WORK TASK:
Gather, from the data below, each line in which the word "ucsc" occurs.

INPUT DATA:
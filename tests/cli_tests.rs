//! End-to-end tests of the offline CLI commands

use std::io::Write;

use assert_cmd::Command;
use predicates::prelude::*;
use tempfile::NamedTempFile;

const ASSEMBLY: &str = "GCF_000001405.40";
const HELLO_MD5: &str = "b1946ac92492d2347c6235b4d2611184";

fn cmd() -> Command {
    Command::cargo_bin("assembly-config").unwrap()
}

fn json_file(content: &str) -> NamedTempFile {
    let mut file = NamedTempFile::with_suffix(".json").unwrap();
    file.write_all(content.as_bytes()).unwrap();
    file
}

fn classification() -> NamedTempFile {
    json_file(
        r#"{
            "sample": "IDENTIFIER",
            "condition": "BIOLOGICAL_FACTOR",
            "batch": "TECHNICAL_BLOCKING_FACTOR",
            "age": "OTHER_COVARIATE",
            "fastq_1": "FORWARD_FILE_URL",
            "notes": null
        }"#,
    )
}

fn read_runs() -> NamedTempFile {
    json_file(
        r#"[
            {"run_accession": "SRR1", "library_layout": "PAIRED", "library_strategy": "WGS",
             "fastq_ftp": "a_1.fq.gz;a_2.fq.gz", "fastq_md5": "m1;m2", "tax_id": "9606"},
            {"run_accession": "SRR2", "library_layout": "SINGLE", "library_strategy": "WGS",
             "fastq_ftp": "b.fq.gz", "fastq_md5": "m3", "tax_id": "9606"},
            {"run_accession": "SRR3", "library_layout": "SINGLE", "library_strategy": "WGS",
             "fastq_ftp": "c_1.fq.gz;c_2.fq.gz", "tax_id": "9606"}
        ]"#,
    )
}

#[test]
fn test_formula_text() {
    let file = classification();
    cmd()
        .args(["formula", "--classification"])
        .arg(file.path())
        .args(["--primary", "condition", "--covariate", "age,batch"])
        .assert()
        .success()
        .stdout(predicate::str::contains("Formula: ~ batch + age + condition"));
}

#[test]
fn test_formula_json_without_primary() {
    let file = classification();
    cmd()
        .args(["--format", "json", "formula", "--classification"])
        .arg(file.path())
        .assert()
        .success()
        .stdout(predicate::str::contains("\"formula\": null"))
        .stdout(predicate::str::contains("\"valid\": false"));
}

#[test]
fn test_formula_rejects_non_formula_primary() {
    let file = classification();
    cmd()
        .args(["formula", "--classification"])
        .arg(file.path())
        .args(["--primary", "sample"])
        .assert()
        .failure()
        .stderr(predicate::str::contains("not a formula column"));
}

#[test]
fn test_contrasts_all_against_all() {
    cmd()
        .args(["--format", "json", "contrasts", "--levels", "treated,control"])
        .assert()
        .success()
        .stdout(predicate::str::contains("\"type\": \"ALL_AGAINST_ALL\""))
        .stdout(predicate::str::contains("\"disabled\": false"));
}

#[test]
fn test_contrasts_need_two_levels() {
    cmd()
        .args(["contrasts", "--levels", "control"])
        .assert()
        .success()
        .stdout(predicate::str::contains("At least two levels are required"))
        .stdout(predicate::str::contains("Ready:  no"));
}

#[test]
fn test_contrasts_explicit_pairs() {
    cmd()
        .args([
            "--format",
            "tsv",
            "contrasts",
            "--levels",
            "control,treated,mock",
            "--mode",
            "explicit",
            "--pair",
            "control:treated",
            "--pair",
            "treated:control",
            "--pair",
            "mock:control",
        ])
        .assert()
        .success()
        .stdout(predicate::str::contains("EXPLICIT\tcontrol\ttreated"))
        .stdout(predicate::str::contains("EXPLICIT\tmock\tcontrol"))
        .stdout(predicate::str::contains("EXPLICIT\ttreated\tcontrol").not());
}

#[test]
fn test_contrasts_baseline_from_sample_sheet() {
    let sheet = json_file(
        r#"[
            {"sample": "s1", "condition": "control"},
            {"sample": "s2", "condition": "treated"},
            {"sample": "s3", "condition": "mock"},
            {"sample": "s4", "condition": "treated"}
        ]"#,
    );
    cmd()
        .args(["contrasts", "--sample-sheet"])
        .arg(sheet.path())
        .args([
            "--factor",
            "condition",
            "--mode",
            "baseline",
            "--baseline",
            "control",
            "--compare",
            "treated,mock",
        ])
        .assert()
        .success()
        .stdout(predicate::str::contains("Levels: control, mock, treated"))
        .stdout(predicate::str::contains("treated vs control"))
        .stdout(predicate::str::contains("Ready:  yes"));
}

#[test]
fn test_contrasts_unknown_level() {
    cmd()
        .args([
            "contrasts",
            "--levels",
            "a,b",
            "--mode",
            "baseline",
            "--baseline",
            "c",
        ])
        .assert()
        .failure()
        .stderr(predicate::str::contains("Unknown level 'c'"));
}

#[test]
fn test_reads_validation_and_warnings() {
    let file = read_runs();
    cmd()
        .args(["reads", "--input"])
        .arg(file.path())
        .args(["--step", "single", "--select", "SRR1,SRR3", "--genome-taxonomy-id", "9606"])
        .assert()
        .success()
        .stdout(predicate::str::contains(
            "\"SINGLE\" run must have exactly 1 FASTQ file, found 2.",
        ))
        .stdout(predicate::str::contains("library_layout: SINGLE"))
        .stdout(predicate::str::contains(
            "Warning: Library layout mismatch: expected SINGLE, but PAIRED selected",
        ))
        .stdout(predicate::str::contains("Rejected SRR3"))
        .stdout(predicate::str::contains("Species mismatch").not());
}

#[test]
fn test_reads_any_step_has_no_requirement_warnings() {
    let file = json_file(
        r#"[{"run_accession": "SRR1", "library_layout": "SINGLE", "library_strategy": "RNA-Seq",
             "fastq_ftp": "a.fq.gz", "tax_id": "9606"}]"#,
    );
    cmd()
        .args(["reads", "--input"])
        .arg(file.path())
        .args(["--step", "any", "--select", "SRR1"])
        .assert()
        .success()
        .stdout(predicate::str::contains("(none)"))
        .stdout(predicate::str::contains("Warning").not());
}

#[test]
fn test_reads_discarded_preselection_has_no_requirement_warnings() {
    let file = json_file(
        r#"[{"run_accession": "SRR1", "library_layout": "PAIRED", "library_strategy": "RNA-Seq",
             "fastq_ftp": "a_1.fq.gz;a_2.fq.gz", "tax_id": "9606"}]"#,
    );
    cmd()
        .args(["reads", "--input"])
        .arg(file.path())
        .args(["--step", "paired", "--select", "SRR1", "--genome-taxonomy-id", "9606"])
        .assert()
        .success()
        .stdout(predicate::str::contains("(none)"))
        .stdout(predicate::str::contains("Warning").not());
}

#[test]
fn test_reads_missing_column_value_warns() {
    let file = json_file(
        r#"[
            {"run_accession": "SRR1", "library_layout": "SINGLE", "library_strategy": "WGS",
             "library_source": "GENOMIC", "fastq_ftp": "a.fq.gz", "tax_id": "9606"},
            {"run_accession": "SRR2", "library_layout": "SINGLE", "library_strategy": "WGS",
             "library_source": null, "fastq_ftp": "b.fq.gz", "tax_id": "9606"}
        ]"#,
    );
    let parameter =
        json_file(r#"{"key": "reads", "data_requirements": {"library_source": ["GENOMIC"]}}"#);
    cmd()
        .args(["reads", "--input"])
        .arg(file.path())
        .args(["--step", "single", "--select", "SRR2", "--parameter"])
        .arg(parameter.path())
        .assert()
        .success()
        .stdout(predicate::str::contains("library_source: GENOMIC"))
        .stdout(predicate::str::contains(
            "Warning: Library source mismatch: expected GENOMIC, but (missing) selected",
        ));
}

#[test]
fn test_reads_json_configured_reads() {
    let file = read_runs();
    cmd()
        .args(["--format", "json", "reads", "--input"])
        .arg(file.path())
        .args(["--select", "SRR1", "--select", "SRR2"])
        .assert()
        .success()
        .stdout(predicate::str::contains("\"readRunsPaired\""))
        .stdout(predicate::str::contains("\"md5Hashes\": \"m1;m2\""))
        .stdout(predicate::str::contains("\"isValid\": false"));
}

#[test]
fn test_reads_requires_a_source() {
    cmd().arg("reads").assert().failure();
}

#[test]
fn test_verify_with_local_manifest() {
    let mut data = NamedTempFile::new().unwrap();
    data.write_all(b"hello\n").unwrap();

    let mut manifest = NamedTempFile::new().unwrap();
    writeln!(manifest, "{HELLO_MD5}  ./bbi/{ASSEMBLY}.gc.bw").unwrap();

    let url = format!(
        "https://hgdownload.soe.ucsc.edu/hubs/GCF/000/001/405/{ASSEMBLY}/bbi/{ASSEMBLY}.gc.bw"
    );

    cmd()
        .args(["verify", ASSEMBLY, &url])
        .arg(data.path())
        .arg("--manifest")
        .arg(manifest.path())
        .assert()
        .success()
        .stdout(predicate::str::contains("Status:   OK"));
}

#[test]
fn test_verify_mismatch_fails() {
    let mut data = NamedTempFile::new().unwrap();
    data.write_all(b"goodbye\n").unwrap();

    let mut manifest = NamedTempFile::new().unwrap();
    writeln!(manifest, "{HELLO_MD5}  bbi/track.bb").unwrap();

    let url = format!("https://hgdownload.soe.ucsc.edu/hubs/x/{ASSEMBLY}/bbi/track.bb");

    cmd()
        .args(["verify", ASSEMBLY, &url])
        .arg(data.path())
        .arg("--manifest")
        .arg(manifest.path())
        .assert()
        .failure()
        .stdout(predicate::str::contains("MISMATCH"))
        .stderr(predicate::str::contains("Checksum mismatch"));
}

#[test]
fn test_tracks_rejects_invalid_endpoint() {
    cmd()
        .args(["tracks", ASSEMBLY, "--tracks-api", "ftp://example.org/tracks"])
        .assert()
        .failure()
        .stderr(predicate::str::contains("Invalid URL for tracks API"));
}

ANSWER SPACE:
        "https://hgdownload.soe.ucsc.edu/hubs/GCF/000/001/405/{ASSEMBLY}/bbi/{ASSEMBLY}.gc.bw"
    let url = format!("https://hgdownload.soe.ucsc.edu/hubs/x/{ASSEMBLY}/bbi/track.bb");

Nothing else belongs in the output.